Philadelphia-Style Butter Cake
- Level: Easy
- Yield: 10 to 12 servings
-
- Nutritional Analysis
- Per Serving
- Serving Size
- 1 of 12 servings
- Calories
- 469
- Total Fat
- 23
- Saturated Fat
- 13
- Carbohydrates
- 61
- Dietary Fiber
- 1
- Sugar
- 37
- Protein
- 6
- Cholesterol
- 99
- Sodium
- 264
- Total: 3 hr 20 min (includes rising and cooling)
- Active: 25 min
Ingredients
Dough:
1/2 cup whole milk
One 1/4-ounce packet active dry yeast
4 tablespoons unsalted butter, at room temp, plus more for greasing the pan
1/4 cup granulated sugar
1/2 teaspoon kosher salt
1 large egg, at room temperature
2 teaspoons pure vanilla extract
2 1/4 cups all-purpose flour (see Cook’s Note)
Vegetable oil, for greasing
Filling:
2 sticks (1 cup) unsalted butter, at room temperature
2 cups superfine sugar
2 large eggs, at room temperature
5 tablespoons whole milk
2 teaspoons pure vanilla extract
2/3 cup all-purpose flour
1 teaspoon kosher salt
Directions
- For the dough: Heat the milk in a small saucepan over low heat until it reaches 105 to 115 degrees F. Pour it into a small bowl and sprinkle the yeast on top. Leave for 5 minutes.

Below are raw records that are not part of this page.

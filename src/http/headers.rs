//! Outbound header map with case-insensitive name lookup.
//!
//! Used on the response side only. Entries are kept in insertion order and
//! written to the wire verbatim; lookups are case-insensitive per RFC 9110 §5.
//! Inbound request headers go through a different normalization (see
//! [`request`](super::request)) with exact-key, last-write-wins semantics.

use std::fmt;

/// An insertion-ordered, case-insensitive HTTP header map.
///
/// # Examples
///
/// ```
/// use strada::http::Headers;
///
/// let mut headers = Headers::new();
/// headers.insert("Content-Type", "text/html; charset=utf-8");
///
/// assert_eq!(headers.get("content-type"), Some("text/html; charset=utf-8"));
/// assert!(headers.contains("CONTENT-TYPE"));
/// ```
#[derive(Debug, Clone, Default)]
pub struct Headers {
    inner: Vec<(String, String)>,
}

impl Headers {
    /// Creates an empty header map.
    pub fn new() -> Self {
        Self::default()
    }

    /// Appends a header entry. Multiple values for the same name are preserved.
    pub fn insert(&mut self, name: impl Into<String>, value: impl Into<String>) {
        self.inner.push((name.into(), value.into()));
    }

    /// Returns the first value for the given header name (case-insensitive), or `None`.
    pub fn get(&self, name: &str) -> Option<&str> {
        self.inner
            .iter()
            .find(|(k, _)| k.eq_ignore_ascii_case(name))
            .map(|(_, v)| v.as_str())
    }

    /// Returns `true` if the map contains at least one entry with the given name.
    pub fn contains(&self, name: &str) -> bool {
        self.inner.iter().any(|(k, _)| k.eq_ignore_ascii_case(name))
    }

    /// Returns the total number of header entries (not unique names).
    pub fn len(&self) -> usize {
        self.inner.len()
    }

    /// Returns `true` if there are no header entries.
    pub fn is_empty(&self) -> bool {
        self.inner.is_empty()
    }

    /// Returns an iterator over all `(name, value)` pairs in insertion order.
    pub fn iter(&self) -> impl Iterator<Item = (&str, &str)> {
        self.inner.iter().map(|(k, v)| (k.as_str(), v.as_str()))
    }
}

impl fmt::Display for Headers {
    fn fmt(&self, f: &mut fmt::Formatter<'_>) -> fmt::Result {
        for (name, value) in &self.inner {
            write!(f, "{name}: {value}\r\n")?;
        }
        Ok(())
    }
}
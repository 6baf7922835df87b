//! Per-request handler context.
//!
//! A [`Context`] is what a route handler receives: exclusive ownership of the
//! request record (middleware has already run, route captures are merged into
//! the query mapping) plus the [`Responder`] capability for producing
//! enveloped, rendered, or 404 output.

use serde::de::DeserializeOwned;
use serde_json::Value;

use crate::http::{Request, Response, StatusCode};
use crate::respond::Responder;

/// The value handed to route handlers.
pub struct Context {
    request: Request,
    responder: Responder,
}

impl Context {
    /// Creates a context from a dispatched request and the server's
    /// responder.
    pub fn new(request: Request, responder: Responder) -> Self {
        Self { request, responder }
    }

    /// Returns the request record.
    pub fn request(&self) -> &Request {
        &self.request
    }

    /// Returns the response-writer capability.
    pub fn responder(&self) -> &Responder {
        &self.responder
    }

    /// Shorthand for `self.responder().respond(...)`.
    pub fn respond(&self, status: StatusCode, payload: impl Into<Value>) -> Response {
        self.responder.respond(status, payload)
    }

    /// Shorthand for `self.responder().render(...)`.
    pub async fn render(&self, path: impl AsRef<std::path::Path>, data: &Value) -> Response {
        self.responder.render(path, data).await
    }

    /// Deserializes the raw request body as JSON into `T`.
    ///
    /// Unlike the body-decoder middleware this works on the raw bytes and
    /// does not apply fallback decoding, so handlers get serde's error when
    /// the body is not the expected shape.
    pub fn json<T>(&self) -> Result<T, serde_json::Error>
    where
        T: DeserializeOwned,
    {
        serde_json::from_slice(self.request.body())
    }
}
//! Request routing — regex path patterns mapped to handler functions.
//!
//! Patterns are full regular expressions and may embed named capture groups,
//! e.g. `/api/users/(?<username>\w+)`. Captures extracted from the matched
//! path are merged into the request's query mapping before the handler runs.
//!
//! Two rules govern matching:
//!
//! - Routes are tried in registration order; the first pattern that matches
//!   wins, even if a later pattern would also match.
//! - The root pattern `/` is special-cased to the anchored form `^(/)$` so it
//!   matches exactly `/` and nothing else. All other patterns are compiled
//!   verbatim — authors anchor them themselves when they want exact matches.
//!
//! Paths ending in a static-asset extension never reach the router; the
//! dispatch pipeline short-circuits them to the asset resolver first.

use std::collections::HashMap;
use std::pin::Pin;
use std::sync::Arc;

use regex::Regex;
use thiserror::Error;

use crate::context::Context;
use crate::http::Response;

/// Type-erased, heap-allocated async handler that processes a [`Context`] and
/// returns a [`Response`].
///
/// Handlers are stored behind `Arc<dyn Fn(…)>` so they can be cloned and
/// shared across tasks without copying the underlying closure. In practice
/// you never construct this type directly — pass a closure to
/// [`ServerBuilder::route`](crate::server::ServerBuilder::route) instead.
pub type Handler =
    Arc<dyn Fn(Context) -> Pin<Box<dyn Future<Output = Response> + Send>> + Send + Sync + 'static>;

/// Conversion trait for async handler functions.
///
/// Any `Fn(Context) -> impl Future<Output = Response> + Send` that is also
/// `Send + Sync + 'static` implements this trait automatically via the
/// blanket impl below, so route registration accepts plain async closures.
pub trait IntoHandler: Send + Sync + 'static {
    /// Call the handler with the given context, boxing the returned future.
    fn call(&self, ctx: Context) -> Pin<Box<dyn Future<Output = Response> + Send>>;
}

impl<T, F> IntoHandler for T
where
    T: Fn(Context) -> F + Send + Sync + 'static,
    F: Future<Output = Response> + Send + 'static,
{
    fn call(&self, ctx: Context) -> Pin<Box<dyn Future<Output = Response> + Send>> {
        Box::pin((self)(ctx))
    }
}

/// Errors raised while building the route table.
#[derive(Debug, Error)]
pub enum RouterError {
    #[error("invalid route pattern {pattern:?}: {source}")]
    Pattern {
        pattern: String,
        #[source]
        source: Box<regex::Error>,
    },
}

// A single registered route binding a compiled pattern to a handler.
struct Route {
    pattern: Regex,
    handler: Handler,
}

/// Ordered route table with first-match-wins lookup.
///
/// The table is immutable once the server starts; it is shared read-only by
/// every in-flight request.
#[derive(Default)]
pub struct Router {
    routes: Vec<Route>,
}

impl Router {
    /// Creates a new, empty `Router` with no registered routes.
    pub fn new() -> Self {
        Self::default()
    }

    /// Registers a handler under a path pattern.
    ///
    /// The root pattern `/` is rewritten to `^(/)$`; every other pattern is
    /// compiled as-is, so named capture groups written by the caller survive
    /// into [`matched`](Self::matched).
    ///
    /// # Errors
    ///
    /// [`RouterError::Pattern`] when the pattern is not a valid regular
    /// expression.
    pub fn register(&mut self, pattern: &str, handler: impl IntoHandler) -> Result<(), RouterError> {
        self.register_boxed(pattern, Box::new(handler))
    }

    /// Registers an already type-erased handler. The server builder stores
    /// handlers boxed until build time, when patterns are compiled.
    pub fn register_boxed(
        &mut self,
        pattern: &str,
        handler: Box<dyn IntoHandler>,
    ) -> Result<(), RouterError> {
        let source = if pattern == "/" { "^(/)$" } else { pattern };
        let compiled = Regex::new(source).map_err(|e| RouterError::Pattern {
            pattern: pattern.to_owned(),
            source: Box::new(e),
        })?;
        self.routes.push(Route {
            pattern: compiled,
            handler: Arc::new(move |ctx| handler.call(ctx)),
        });
        Ok(())
    }

    /// Returns the number of registered routes.
    pub fn len(&self) -> usize {
        self.routes.len()
    }

    /// Returns `true` if no routes have been registered.
    pub fn is_empty(&self) -> bool {
        self.routes.is_empty()
    }

    /// Finds the first registered route whose pattern matches `path`.
    ///
    /// Returns the handler and the named-capture mapping (empty when the
    /// pattern has no named groups). `None` means no route matched and the
    /// dispatch pipeline falls through to its 404 responder.
    pub fn matched(&self, path: &str) -> Option<(Handler, HashMap<String, String>)> {
        for route in &self.routes {
            if let Some(caps) = route.pattern.captures(path) {
                let captures = route
                    .pattern
                    .capture_names()
                    .flatten()
                    .filter_map(|name| {
                        caps.name(name)
                            .map(|m| (name.to_owned(), m.as_str().to_owned()))
                    })
                    .collect();
                return Some((Arc::clone(&route.handler), captures));
            }
        }
        None
    }
}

- Meanwhile, cream the butter, sugar and salt in a stand mixer fitted with a paddle attachment until smooth, about 1 minute. Add the egg and vanilla and mix together until incorporated, about 1 minute. Switch to a dough hook and add the flour and yeast mixture. Begin at low speed to hydrate the flour. Then increase to medium and beat until the dough becomes soft and smooth and pulls away from the sides of the bowl, 2 to 3 minutes.
- Lightly coat a large bowl with vegetable oil. Turn the dough out into the bowl, turning it to coat all sides with oil. Cover with plastic and let sit at room temperature until doubled in volume, 1 hour to 1 1/2 hours.

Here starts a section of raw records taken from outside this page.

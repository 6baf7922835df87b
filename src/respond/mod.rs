//! Response wrapping: the JSON envelope, the per-request responder
//! capability, and the standard header set.
//!
//! Every non-template response is wrapped in a uniform envelope: the payload
//! sits under `"data"` for statuses in `200..400` and under `"message"`
//! otherwise. Handlers reach these helpers through the [`Responder`] carried
//! by their [`Context`](crate::context::Context) — an explicit per-request
//! capability set up at the start of the lifecycle rather than bolted onto
//! the response on the way out.

use std::path::Path;

use serde_json::Value;
use tracing::warn;

use crate::http::{Response, StatusCode};
use crate::template::{self, TemplateError};

/// Server identification string sent on every response.
pub const SERVER_IDENT: &str = concat!("strada HTTP API v", env!("CARGO_PKG_VERSION"));

/// Methods advertised in `Access-Control-Allow-Methods`.
const ALLOW_METHODS: &str = "GET, OPTIONS, PUT, POST";

/// How unmatched routes and handler output are presented.
#[derive(Debug, Clone, Copy, PartialEq, Eq, Default)]
pub enum ResponseMode {
    /// Enveloped JSON responses; 404s are enveloped too.
    #[default]
    Json,
    /// Template-oriented responses; 404s are a minimal HTML page.
    Html,
}

/// Builds an enveloped JSON response.
///
/// The payload lands under `"data"` for `200 <= status < 400` and under
/// `"message"` for everything else.
///
/// # Examples
///
/// ```
/// use strada::http::StatusCode;
/// use strada::respond::envelope;
///
/// let ok = envelope(StatusCode::Ok, serde_json::json!({"id": 7}));
/// assert_eq!(
///     std::str::from_utf8(ok.body_as_bytes()).unwrap(),
///     r#"{"data":{"id":7}}"#
/// );
/// ```
pub fn envelope(status: StatusCode, payload: Value) -> Response {
    let key = if (200..400).contains(&status.as_u16()) {
        "data"
    } else {
        "message"
    };
    let mut body = serde_json::Map::new();
    body.insert(key.to_owned(), payload);

    Response::new(status)
        .header("Content-Type", "application/json; charset=utf-8")
        .body(Value::Object(body).to_string())
}

/// Installs the standard header set on an outgoing response: CORS
/// allow-origin `*`, the allowed methods, the server identity, and — when the
/// configured list is non-empty — the allow-headers list.
pub fn apply_standard_headers(response: &mut Response, allow_headers: &[String]) {
    response.add_header("Access-Control-Allow-Origin", "*");
    response.add_header("Access-Control-Allow-Methods", ALLOW_METHODS);
    response.add_header("Server", SERVER_IDENT);
    if !allow_headers.is_empty() {
        response.add_header("Access-Control-Allow-Headers", allow_headers.join(","));
    }
}

/// The per-request response-writer capability.
///
/// Carries the server's response mode and exposes the three ways a handler
/// produces output: the JSON envelope, a rendered template, and the
/// mode-dependent 404.
#[derive(Debug, Clone, Copy)]
pub struct Responder {
    mode: ResponseMode,
}

impl Responder {
    /// Creates a responder for the given response mode.
    pub fn new(mode: ResponseMode) -> Self {
        Self { mode }
    }

    /// Returns the configured response mode.
    pub fn mode(&self) -> ResponseMode {
        self.mode
    }

    /// Writes `payload` as an enveloped JSON response with the given status.
    pub fn respond(&self, status: StatusCode, payload: impl Into<Value>) -> Response {
        envelope(status, payload.into())
    }

    /// Renders the template at `path` with `data` into a `text/html`
    /// response.
    ///
    /// An unreadable template file produces a 500 carrying an inline
    /// diagnostic that names the attempted path; broken includes inside a
    /// readable template degrade the page instead (see
    /// [`template`](crate::template)).
    pub async fn render(&self, path: impl AsRef<Path>, data: &Value) -> Response {
        match template::render(path.as_ref(), data).await {
            Ok(page) => Response::new(StatusCode::Ok)
                .header("Content-Type", "text/html; charset=utf-8")
                .body(page),
            Err(err @ TemplateError::Read { .. }) => {
                warn!(error = %err, "template render failed");
                Response::new(StatusCode::InternalServerError)
                    .header("Content-Type", "text/html; charset=utf-8")
                    .body(format!("Server error: <br>\n{err}"))
            }
        }
    }

    /// The default responder for unmatched routes.
    ///
    /// Html mode writes a minimal page naming the requested path; json mode
    /// uses the envelope.
    pub fn not_found(&self, path: &str) -> Response {
        match self.mode {
            ResponseMode::Html => Response::new(StatusCode::NotFound)
                .header("Content-Type", "text/html")
                .body(format!("Route {path} not found")),
            ResponseMode::Json => self.respond(StatusCode::NotFound, "Route not found"),
        }
    }
}

#[cfg(test)]
mod tests {
    use super::*;
    use serde_json::json;

    fn body_str(response: &Response) -> &str {
        std::str::from_utf8(response.body_as_bytes()).unwrap()
    }

    #[test]
    fn success_payload_under_data() {
        let r = envelope(StatusCode::Ok, json!({"id": 1}));
        assert_eq!(body_str(&r), r#"{"data":{"id":1}}"#);
    }

    #[test]
    fn redirect_payload_under_data() {
        // 3xx still counts as the data side of the envelope.
        let r = envelope(StatusCode::Found, json!("moved"));
        assert_eq!(body_str(&r), r#"{"data":"moved"}"#);
    }

    #[test]
    fn error_payload_under_message() {
        let r = envelope(StatusCode::InternalServerError, json!("boom"));
        assert_eq!(body_str(&r), r#"{"message":"boom"}"#);
        let r = envelope(StatusCode::NotFound, json!("Route not found"));
        assert_eq!(body_str(&r), r#"{"message":"Route not found"}"#);
    }

    #[test]
    fn standard_headers_applied() {
        let mut r = Response::new(StatusCode::Ok);
        apply_standard_headers(&mut r, &[]);
        assert_eq!(r.headers().get("access-control-allow-origin"), Some("*"));
        assert_eq!(
            r.headers().get("access-control-allow-methods"),
            Some("GET, OPTIONS, PUT, POST")
        );
        assert_eq!(r.headers().get("server"), Some(SERVER_IDENT));
        assert!(!r.headers().contains("access-control-allow-headers"));
    }

    #[test]
    fn allow_headers_joined_when_configured() {
        let mut r = Response::new(StatusCode::Ok);
        apply_standard_headers(
            &mut r,
            &["Content-Type".to_owned(), "X-Token".to_owned()],
        );
        assert_eq!(
            r.headers().get("access-control-allow-headers"),
            Some("Content-Type,X-Token")
        );
    }

    #[test]
    fn not_found_json_mode() {
        let responder = Responder::new(ResponseMode::Json);
        let r = responder.not_found("/missing");
        assert_eq!(r.status(), StatusCode::NotFound);
        assert_eq!(body_str(&r), r#"{"message":"Route not found"}"#);
    }

    #[test]
    fn not_found_html_mode_names_path() {
        let responder = Responder::new(ResponseMode::Html);
        let r = responder.not_found("/missing");
        assert_eq!(r.status(), StatusCode::NotFound);
        assert_eq!(r.headers().get("content-type"), Some("text/html"));
        assert_eq!(body_str(&r), "Route /missing not found");
    }

    #[tokio::test]
    async fn render_failure_names_attempted_path() {
        let responder = Responder::new(ResponseMode::Html);
        let r = responder.render("/definitely/not/here.html", &json!({})).await;
        assert_eq!(r.status(), StatusCode::InternalServerError);
        assert!(body_str(&r).contains("/definitely/not/here.html"));
    }
}
//! # strada
//!
//! A minimal async HTTP request-dispatch framework: regex route patterns
//! with named captures, a concurrent pre-dispatch middleware gate,
//! multi-root static asset serving, and file-based templates with recursive
//! includes and placeholder substitution.
//!
//! ## Quick Start
//!
//! ```rust,no_run
//! use strada::{Context, Server, StatusCode};
//!
//! #[tokio::main]
//! async fn main() -> Result<(), strada::ServerError> {
//!     Server::builder()
//!         .route("/", |ctx: Context| async move {
//!             ctx.respond(StatusCode::Ok, "hello")
//!         })
//!         .route(r"/api/users/(?<username>\w+)/?", |ctx: Context| async move {
//!             let user = ctx.request().query("username").unwrap_or("").to_owned();
//!             ctx.respond(StatusCode::Ok, user)
//!         })
//!         .static_root("public")
//!         .middleware(strada::body::decoder())
//!         .build()?
//!         .start("127.0.0.1:5000")
//!         .await
//! }
//! ```

pub mod assets;
pub mod body;
pub mod context;
pub mod http;
pub mod middleware;
pub mod respond;
pub mod router;
pub mod server;
pub mod template;

// ── Convenience re-exports ────────────────────────────────────────────────────
pub use context::Context;
pub use http::{Headers, Method, Request, Response, StatusCode};
pub use respond::{Responder, ResponseMode};
pub use router::Router;
pub use server::{Server, ServerBuilder, ServerError};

- Grease a 9-by-13-inch pan with butter. Turn the dough out onto the pan and gently push with your fingers until it reaches the edges and comes about three-quarters of the way up the sides of the pan (about 1 inch). Set aside.
- For the filling: Combine the butter and superfine sugar in a stand mixer fitted with a paddle attachment on medium speed until light and fluffy, about 2 minutes. Add the eggs, one at a time, beating until fully incorporated after each. Beat in the milk and vanilla until just incorporated. Switch to low speed and beat in the flour and salt until just incorporated. Spread the filling evenly over the dough. Let the dough rise slightly while the oven is preheating, about 20 minutes.
- Preheat the oven to 375 degrees F. Bake the cake, rotating the pan halfway through, until golden brown and a matte crust has formed but the center is still wobbly, about 30 minutes (see Cook’s Note).
- Cool the cake to room temperature before cutting and serving. The cake is best served the same day it’s baked, but it can be stored at room temperature, covered, for up to 3 days.
Cook’s Note
When measuring flour, we spoon it into a dry measuring cup and level off excess. (Scooping directly from the bag compacts the flour, resulting in dry baked goods.) The filling for the cake should be very runny. It will be super wobbly when it comes out of the oven but will firm slightly as it cools. When you cut into the cake, the filling oozes out and seeps onto the bottom of the pan. The crust is drier and is perfect for sopping up the luscious filling.